With the number of products that are available, free, and effective at the removal of the problem,  the intelligent person might believe that Conficker would have been eradicated by now, but such is not the case. The story in Maximum PC tells of the April 1 anniversary, which is one year past the time when Conficker was to deliver its payload.

In just a few days from now, we’ll reach the one-year anniversary of the Downadup/Conficker threat’s April 1, 2009 trigger date, and just like last year, April Fool’s Day will likely pass without seeing the Internet come crashing down.

At the same time, Symantec says Conficker continues to spread, whether we know what its creators had in mind for an end-game or not.
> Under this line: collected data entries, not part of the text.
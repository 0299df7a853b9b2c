use std::result;

use chrono::NaiveDateTime;
use thiserror::Error;

/// Caller contract violations raised by the grouping and resampling entry
/// points. All preconditions are validated eagerly; there is no retry or
/// partial-failure recovery.
///
#[derive(Debug, Error)]
pub enum Error {
    #[error("no coordinate named {0:?}")]
    MissingCoordinate(String),

    #[error("no dimension named {0:?}")]
    MissingDimension(String),

    #[error("dimension {0:?} must be the leading (chunked) axis")]
    NotLeadingAxis(String),

    #[error("time axis is irregular: {0}")]
    IrregularAxis(String),

    #[error("time axis does not span whole years: starts {start}, ends {end}")]
    PartialYear {
        start: NaiveDateTime,
        end: NaiveDateTime,
    },

    #[error("{samples} samples does not evenly divide axis length {length}")]
    UnevenSamples { samples: usize, length: usize },

    #[error("{dims} dimension names given for an array of {ndim} dimensions")]
    DimensionMismatch { dims: usize, ndim: usize },

    #[error(
        "coordinate for {dim:?} has {coordinate} values but the dimension \
         has length {dimension}"
    )]
    CoordinateLength {
        dim: String,
        coordinate: usize,
        dimension: usize,
    },

    #[error("shape mismatch: expected {expected:?}, found {found:?}")]
    ShapeMismatch {
        expected: Vec<usize>,
        found: Vec<usize>,
    },
}

pub type Result<T> = result::Result<T, Error>;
“Today, one year later, we know that the criminal(s) behind Downadup/Conficker still have the keys to some 6.5 million of these computers, which have not been fixed by their owners, leaving them open to be victimized at any time by cybercriminals,” Symantec wrote in a blog post. “We’re still seeing the .A and .B variants of the worm continue to spread, albeit at a much reduced rate.”

According to Symantec, the infected PCs are being “very closely monitored” by law enforcement and the members of the Conficker Working Group, so even though several million PCs remain vulnerable, all the attention is “likely [to] prevent [Conficker’s creators] from further playing out their original criminal plans.”

Even still, Symantec says we’re still not out of the woods.

“These 6.5 million computers infected with Downadup/Conficker are still much like a load gun, waiting to be fired,” Symantec warns.

Though the Symantec person might have a problem with the English language, we get the idea.

It would be interesting to see how many computers infected are also using non-genuine copies of Windows, because Microsoft would have us believe that all of them are. (This, by the way, is just one reason why the Microsoft Security Essentials, if you are to believe the rhetoric of Microsoft, should be a free, non-WGA download. The dollars saved by avoiding the spread of malware and viruses would far outweigh any gains Microsoft obtains with the WGA crapola.)

It is also a very good argument for the Australian idea of cutting off infected computers from the internet, for as each infected computer is cut off, the venues of propagation are eliminated.